While prediction errors have been established to instigate learning through model adaptation, recent studies have stressed the role of model-compliant events in predictive processing. Specifically, probabilistic information at critical points in time (so-called checkpoints) has been suggested to be sampled in order to evaluate the internal model, particularly in uncertain contexts. This way, initial model-based expectations are iteratively reaffirmed under uncertainty, even in the absence of prediction errors. Using electroencephalography (EEG), the present study aimed to investigate the interplay of such global uncertainty information and local adjustment cues prompting on-line adjustments of expectations. Within a stream of single digits, participants were to detect ordered sequences (i.e., 3-4-5-6-7) that had a regular length of five digits and were occasionally extended to seven digits. Over time, these extensions were either rare (low irreducible uncertainty) or frequent (high uncertainty) and could be unexpected or indicated by incidental colour cues. Accounting for cue information, an N400 component was revealed as the correlate of locally unexpected (vs expected) outcomes, reflecting effortful integration of incongruous information. As for model-compliant information, multivariate pattern decoding within the P3b time frame demonstrated effective exploitation of local (adjustment cues vs non-informative analogues) and global information (high vs low uncertainty regular endings) sampled from probabilistic events. Finally, superior fit of a global model (disregarding local adjustments) compared to a local model (including local adjustments) in a representational similarity analysis underscored the precedence of global reference frames in hierarchical predictive processing. Overall, results suggest that just like error-induced model adaptation, model evaluation is not limited to either local or global information. Following the hierarchical organisation of predictive processing, model evaluation too can occur at several levels of the processing hierarchy.
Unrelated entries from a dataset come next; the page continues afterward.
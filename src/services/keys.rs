//! Control-word issuance and lookup.

use chrono::{DateTime, NaiveDate, NaiveTime, Utc};

use crate::crypto::signature;
use crate::db::Database;
use crate::error::Result;
use crate::models::package::Package;
use crate::models::subscription::Subscription;
use crate::repositories::key as key_repo;

/// The most recently created, not-yet-expired control word for a user.
pub async fn valid_key_for(db: &Database, username: &str, now: DateTime<Utc>) -> Result<Option<String>> {
    let keys = key_repo::get_valid_keys(db, Some(username), None, now).await?;
    Ok(keys.into_iter().next().map(|key| key.key_value))
}

/// Mints and persists a fresh 128-bit control word.
///
/// Prior keys are left untouched: lookups prefer the newest row, so the new
/// key supersedes without invalidating history. An old, still-unexpired key
/// therefore stays usable until its own window closes.
pub async fn issue_key(
    db: &Database,
    username: &str,
    paket: Package,
    valid_until: Option<DateTime<Utc>>,
    now: DateTime<Utc>,
) -> Result<String> {
    let value = signature::generate_control_word();
    key_repo::store_key(db, &value, now, valid_until, username, paket).await?;
    Ok(value)
}

/// Validity window for a new key: the entitlement's inclusive end date, so
/// keys never outlive the subscription. The one-hour fallback only applies
/// when no subscription detail is available, which an entitlement-checked
/// caller should never hit.
pub fn validity_window(subscription: Option<&Subscription>, now: DateTime<Utc>) -> DateTime<Utc> {
    match subscription {
        Some(sub) => end_of_day(sub.end_date),
        None => now + chrono::Duration::hours(1),
    }
}

fn end_of_day(date: NaiveDate) -> DateTime<Utc> {
    date.and_hms_opt(23, 59, 59)
        .unwrap_or_else(|| date.and_time(NaiveTime::MIN))
        .and_utc()
}

#[cfg(test)]
mod tests {
    use super::*;
    use chrono::Duration;

    fn instant(s: &str) -> DateTime<Utc> {
        DateTime::parse_from_rfc3339(s).expect("valid RFC 3339").with_timezone(&Utc)
    }

    #[tokio::test]
    async fn test_issue_then_lookup_returns_the_issued_value() {
        let db = Database::open_in_memory().expect("in-memory database");
        let now = instant("2026-08-06T12:00:00Z");

        assert!(valid_key_for(&db, "alice", now).await.expect("lookup").is_none());

        let issued = issue_key(&db, "alice", Package::Basis, Some(now + Duration::hours(1)), now)
            .await
            .expect("issue");
        let found = valid_key_for(&db, "alice", now).await.expect("lookup").expect("present");
        assert_eq!(found, issued);
    }

    #[tokio::test]
    async fn test_second_issue_supersedes_the_first() {
        let db = Database::open_in_memory().expect("in-memory database");
        let now = instant("2026-08-06T12:00:00Z");

        let first = issue_key(&db, "alice", Package::Basis, Some(now + Duration::hours(2)), now)
            .await
            .expect("first");
        let second = issue_key(
            &db,
            "alice",
            Package::Basis,
            Some(now + Duration::hours(2)),
            now + Duration::seconds(1),
        )
        .await
        .expect("second");

        let found = valid_key_for(&db, "alice", now + Duration::seconds(2))
            .await
            .expect("lookup")
            .expect("present");
        assert_eq!(found, second);
        assert_ne!(first, second);
    }

    #[tokio::test]
    async fn test_expired_key_is_not_returned() {
        let db = Database::open_in_memory().expect("in-memory database");
        let now = instant("2026-08-06T12:00:00Z");

        issue_key(&db, "alice", Package::Basis, Some(now + Duration::hours(1)), now)
            .await
            .expect("issue");
        assert!(
            valid_key_for(&db, "alice", now + Duration::hours(2))
                .await
                .expect("lookup")
                .is_none()
        );
    }

    #[test]
    fn test_validity_window_reuses_the_subscription_boundary() {
        let now = instant("2026-08-06T12:00:00Z");
        let sub = Subscription {
            sub_id: 1,
            username: "alice".to_string(),
            paket: Package::Basis,
            start_date: "2026-08-01".parse().expect("date"),
            end_date: "2026-09-05".parse().expect("date"),
            canceled: false,
        };

        let window = validity_window(Some(&sub), now);
        assert_eq!(window, instant("2026-09-05T23:59:59Z"));

        // Defensive fallback when the entitlement detail is missing.
        assert_eq!(validity_window(None, now), now + Duration::hours(1));
    }
}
虽然预测误差已被确定为通过模型自适应引发学习,但最近的研究强调了模型一致事件在预测处理中的作用。具体来说,已经有人提出,在关键时间点(所谓的检查点)采样概率信息,以便评估内部模型,尤其是在不确定的情况下。这样,即使在没有预测误差的情况下,初始基于模型的期望也会在不确定性下迭代地得到确认。本研究使用脑电图 (EEG) 来研究这种全局不确定性信息和提示在线调整期望的局部调整线索之间的相互作用。在一连串的单个数字中,参与者要检测有序序列(即 3-4-5-6-7),这些序列的长度为五个数字,偶尔会扩展到七个数字。随着时间的推移,这些扩展要么很少见(低不可减少的不确定性),要么很频繁(高不确定性),并且可能是意外的,或者由偶然的颜色线索指示。考虑到线索信息,N400 成分被揭示为局部意外(与预期相比)结果的相关物,反映了不一致信息的费力整合。对于符合模型的信息,在 P3b 时间范围内的多元模式解码表明,从概率事件中有效利用了局部(调整线索与非信息性类似物)和全局信息(高不确定性规则结尾与低不确定性规则结尾)。最后,在代表性相似性分析中,全局模型(忽略局部调整)的拟合优于局部模型(包括局部调整),这突显了在分层预测处理中全局参考框架的优先级。总的来说,结果表明,就像误差引起的模型自适应一样,模型评估不仅限于局部或全局信息。根据预测处理的分层组织,模型评估也可以在处理层次结构的几个级别上进行。